Collected data:
----------------------------------------
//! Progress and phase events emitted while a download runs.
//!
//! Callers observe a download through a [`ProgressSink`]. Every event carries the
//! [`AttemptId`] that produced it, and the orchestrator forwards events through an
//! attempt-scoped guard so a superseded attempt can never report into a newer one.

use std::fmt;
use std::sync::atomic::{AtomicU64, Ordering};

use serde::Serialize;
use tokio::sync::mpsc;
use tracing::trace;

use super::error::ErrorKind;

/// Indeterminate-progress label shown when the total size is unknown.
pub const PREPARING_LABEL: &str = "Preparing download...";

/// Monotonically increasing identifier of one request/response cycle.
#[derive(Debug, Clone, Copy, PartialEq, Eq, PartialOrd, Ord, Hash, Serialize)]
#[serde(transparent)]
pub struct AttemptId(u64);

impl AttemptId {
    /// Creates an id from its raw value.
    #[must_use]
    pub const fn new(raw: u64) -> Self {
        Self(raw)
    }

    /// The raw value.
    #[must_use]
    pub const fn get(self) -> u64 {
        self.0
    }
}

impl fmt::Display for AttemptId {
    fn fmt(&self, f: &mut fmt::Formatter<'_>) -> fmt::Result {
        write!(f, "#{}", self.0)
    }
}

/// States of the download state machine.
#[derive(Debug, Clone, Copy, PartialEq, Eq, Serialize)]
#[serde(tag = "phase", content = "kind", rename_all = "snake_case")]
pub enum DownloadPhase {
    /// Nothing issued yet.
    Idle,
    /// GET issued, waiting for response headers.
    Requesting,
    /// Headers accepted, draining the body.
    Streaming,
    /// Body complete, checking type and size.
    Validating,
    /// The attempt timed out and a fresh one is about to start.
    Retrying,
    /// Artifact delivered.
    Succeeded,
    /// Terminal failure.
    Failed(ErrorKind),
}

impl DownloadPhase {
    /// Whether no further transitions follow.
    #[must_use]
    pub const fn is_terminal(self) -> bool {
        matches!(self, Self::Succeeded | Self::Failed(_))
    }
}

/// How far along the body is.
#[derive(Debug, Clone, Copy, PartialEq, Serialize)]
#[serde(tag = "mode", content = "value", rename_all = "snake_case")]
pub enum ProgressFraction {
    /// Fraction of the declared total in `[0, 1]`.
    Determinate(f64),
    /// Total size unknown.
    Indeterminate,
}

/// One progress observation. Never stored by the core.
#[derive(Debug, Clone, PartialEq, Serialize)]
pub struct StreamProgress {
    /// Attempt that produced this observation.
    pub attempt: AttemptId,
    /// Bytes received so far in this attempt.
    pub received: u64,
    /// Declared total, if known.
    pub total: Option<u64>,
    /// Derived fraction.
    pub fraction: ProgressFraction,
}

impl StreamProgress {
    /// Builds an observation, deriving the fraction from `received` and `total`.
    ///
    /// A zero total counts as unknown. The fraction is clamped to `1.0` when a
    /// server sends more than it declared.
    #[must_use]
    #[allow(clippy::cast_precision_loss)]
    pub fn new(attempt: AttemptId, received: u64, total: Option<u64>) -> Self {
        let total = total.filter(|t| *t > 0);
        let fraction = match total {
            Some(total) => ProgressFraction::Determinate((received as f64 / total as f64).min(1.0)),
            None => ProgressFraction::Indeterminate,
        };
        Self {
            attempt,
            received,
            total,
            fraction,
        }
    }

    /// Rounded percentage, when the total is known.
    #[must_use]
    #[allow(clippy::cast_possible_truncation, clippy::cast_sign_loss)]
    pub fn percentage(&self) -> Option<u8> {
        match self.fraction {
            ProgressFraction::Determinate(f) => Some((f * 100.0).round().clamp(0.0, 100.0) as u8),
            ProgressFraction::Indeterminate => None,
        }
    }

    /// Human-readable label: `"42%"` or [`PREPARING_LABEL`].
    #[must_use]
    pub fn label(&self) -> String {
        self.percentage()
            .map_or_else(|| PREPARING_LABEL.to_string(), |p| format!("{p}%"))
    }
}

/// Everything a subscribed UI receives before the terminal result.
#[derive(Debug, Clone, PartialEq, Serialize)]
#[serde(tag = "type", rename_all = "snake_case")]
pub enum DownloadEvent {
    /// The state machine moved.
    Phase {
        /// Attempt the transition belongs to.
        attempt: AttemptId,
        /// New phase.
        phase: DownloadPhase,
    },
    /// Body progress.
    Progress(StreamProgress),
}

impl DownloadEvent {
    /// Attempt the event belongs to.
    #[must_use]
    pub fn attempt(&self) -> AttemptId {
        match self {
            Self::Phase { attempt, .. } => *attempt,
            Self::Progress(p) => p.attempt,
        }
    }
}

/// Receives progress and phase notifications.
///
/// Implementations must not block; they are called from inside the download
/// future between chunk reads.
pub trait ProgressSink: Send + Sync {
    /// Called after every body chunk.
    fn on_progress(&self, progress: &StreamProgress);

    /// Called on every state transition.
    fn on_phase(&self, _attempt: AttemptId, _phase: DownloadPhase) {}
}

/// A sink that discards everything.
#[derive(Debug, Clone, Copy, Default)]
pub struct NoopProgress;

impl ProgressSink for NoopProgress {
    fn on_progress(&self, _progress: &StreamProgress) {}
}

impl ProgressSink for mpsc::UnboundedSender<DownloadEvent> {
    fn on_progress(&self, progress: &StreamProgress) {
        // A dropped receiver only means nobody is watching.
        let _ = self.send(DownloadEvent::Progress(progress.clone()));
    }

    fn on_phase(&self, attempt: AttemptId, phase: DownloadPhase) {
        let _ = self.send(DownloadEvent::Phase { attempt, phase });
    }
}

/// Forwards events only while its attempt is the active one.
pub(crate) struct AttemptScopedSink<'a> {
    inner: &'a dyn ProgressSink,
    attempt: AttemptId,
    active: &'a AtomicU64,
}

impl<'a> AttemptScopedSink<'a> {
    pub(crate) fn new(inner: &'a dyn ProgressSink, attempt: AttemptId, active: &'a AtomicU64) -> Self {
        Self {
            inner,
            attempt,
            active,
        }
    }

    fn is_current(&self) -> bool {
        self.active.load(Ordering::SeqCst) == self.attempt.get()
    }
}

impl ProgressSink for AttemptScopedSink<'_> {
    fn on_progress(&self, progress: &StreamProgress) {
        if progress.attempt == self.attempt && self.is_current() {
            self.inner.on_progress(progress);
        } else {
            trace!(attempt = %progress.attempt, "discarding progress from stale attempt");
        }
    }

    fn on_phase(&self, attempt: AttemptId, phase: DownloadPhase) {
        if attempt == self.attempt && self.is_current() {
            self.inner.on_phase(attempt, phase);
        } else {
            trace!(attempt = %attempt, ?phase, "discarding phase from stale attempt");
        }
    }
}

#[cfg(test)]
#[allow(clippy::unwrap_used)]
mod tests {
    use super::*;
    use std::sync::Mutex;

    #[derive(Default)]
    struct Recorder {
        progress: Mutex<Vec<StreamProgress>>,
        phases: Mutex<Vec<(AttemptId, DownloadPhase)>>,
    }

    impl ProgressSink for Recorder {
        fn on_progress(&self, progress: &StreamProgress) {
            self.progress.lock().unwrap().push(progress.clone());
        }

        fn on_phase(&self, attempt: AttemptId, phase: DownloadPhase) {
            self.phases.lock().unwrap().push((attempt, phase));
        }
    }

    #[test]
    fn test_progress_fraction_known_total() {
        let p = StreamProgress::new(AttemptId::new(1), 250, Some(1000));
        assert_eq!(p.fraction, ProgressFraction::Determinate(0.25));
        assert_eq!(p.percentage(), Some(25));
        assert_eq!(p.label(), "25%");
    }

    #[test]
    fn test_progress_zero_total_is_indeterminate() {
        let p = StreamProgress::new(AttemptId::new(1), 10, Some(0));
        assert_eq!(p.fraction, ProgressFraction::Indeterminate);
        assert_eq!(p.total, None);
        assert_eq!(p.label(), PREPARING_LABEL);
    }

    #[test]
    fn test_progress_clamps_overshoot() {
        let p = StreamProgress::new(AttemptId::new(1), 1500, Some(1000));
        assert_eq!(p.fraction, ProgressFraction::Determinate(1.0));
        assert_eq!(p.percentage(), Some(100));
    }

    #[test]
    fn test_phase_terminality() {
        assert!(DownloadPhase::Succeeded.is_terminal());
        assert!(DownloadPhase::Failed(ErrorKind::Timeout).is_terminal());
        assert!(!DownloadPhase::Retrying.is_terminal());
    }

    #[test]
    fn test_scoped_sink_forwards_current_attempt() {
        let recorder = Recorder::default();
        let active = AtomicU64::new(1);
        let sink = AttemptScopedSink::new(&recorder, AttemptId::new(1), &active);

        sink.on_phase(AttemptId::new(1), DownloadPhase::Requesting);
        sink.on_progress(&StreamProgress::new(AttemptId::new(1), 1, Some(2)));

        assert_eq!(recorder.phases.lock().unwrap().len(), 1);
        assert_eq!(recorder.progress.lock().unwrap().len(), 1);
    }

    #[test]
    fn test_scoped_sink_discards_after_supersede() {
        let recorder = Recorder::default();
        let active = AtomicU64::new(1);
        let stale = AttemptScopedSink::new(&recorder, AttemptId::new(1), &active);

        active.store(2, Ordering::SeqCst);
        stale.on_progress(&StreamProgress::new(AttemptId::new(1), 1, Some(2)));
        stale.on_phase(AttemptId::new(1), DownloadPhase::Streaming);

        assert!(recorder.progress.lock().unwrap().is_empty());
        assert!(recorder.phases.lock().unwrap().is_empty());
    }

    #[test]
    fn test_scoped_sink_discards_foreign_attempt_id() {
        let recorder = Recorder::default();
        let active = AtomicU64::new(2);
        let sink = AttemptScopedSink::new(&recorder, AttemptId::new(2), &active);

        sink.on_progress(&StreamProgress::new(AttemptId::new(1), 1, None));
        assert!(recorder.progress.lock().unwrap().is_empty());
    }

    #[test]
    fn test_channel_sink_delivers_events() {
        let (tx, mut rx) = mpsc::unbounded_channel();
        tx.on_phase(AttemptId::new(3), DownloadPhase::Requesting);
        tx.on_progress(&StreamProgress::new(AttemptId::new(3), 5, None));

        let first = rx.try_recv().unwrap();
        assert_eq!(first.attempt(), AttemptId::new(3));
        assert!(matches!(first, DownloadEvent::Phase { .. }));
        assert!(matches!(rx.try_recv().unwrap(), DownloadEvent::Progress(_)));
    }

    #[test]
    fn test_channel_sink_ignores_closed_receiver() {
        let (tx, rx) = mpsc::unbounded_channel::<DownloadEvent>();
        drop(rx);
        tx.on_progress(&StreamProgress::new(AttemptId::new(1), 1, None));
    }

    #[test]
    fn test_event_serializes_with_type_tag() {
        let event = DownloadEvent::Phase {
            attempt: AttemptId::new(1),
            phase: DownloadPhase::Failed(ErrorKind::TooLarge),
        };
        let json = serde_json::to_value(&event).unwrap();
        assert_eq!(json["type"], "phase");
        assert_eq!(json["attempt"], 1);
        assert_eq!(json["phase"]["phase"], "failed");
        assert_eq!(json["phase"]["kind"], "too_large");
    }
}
----------------------------------------
Lines after the one containing "#[derive(Debug, Clone, Copy, PartialEq, Eq, Serialize)]" are not wanted; repeat exactly each line above from the first up to and including it.

//! Progress and phase events emitted while a download runs.
//!
//! Callers observe a download through a [`ProgressSink`]. Every event carries the
//! [`AttemptId`] that produced it, and the orchestrator forwards events through an
//! attempt-scoped guard so a superseded attempt can never report into a newer one.

use std::fmt;
use std::sync::atomic::{AtomicU64, Ordering};

use serde::Serialize;
use tokio::sync::mpsc;
use tracing::trace;

use super::error::ErrorKind;

/// Indeterminate-progress label shown when the total size is unknown.
pub const PREPARING_LABEL: &str = "Preparing download...";

/// Monotonically increasing identifier of one request/response cycle.
#[derive(Debug, Clone, Copy, PartialEq, Eq, PartialOrd, Ord, Hash, Serialize)]
#[serde(transparent)]
pub struct AttemptId(u64);

impl AttemptId {
    /// Creates an id from its raw value.
    #[must_use]
    pub const fn new(raw: u64) -> Self {
        Self(raw)
    }

    /// The raw value.
    #[must_use]
    pub const fn get(self) -> u64 {
        self.0
    }
}

impl fmt::Display for AttemptId {
    fn fmt(&self, f: &mut fmt::Formatter<'_>) -> fmt::Result {
        write!(f, "#{}", self.0)
    }
}

/// States of the download state machine.
#[derive(Debug, Clone, Copy, PartialEq, Eq, Serialize)]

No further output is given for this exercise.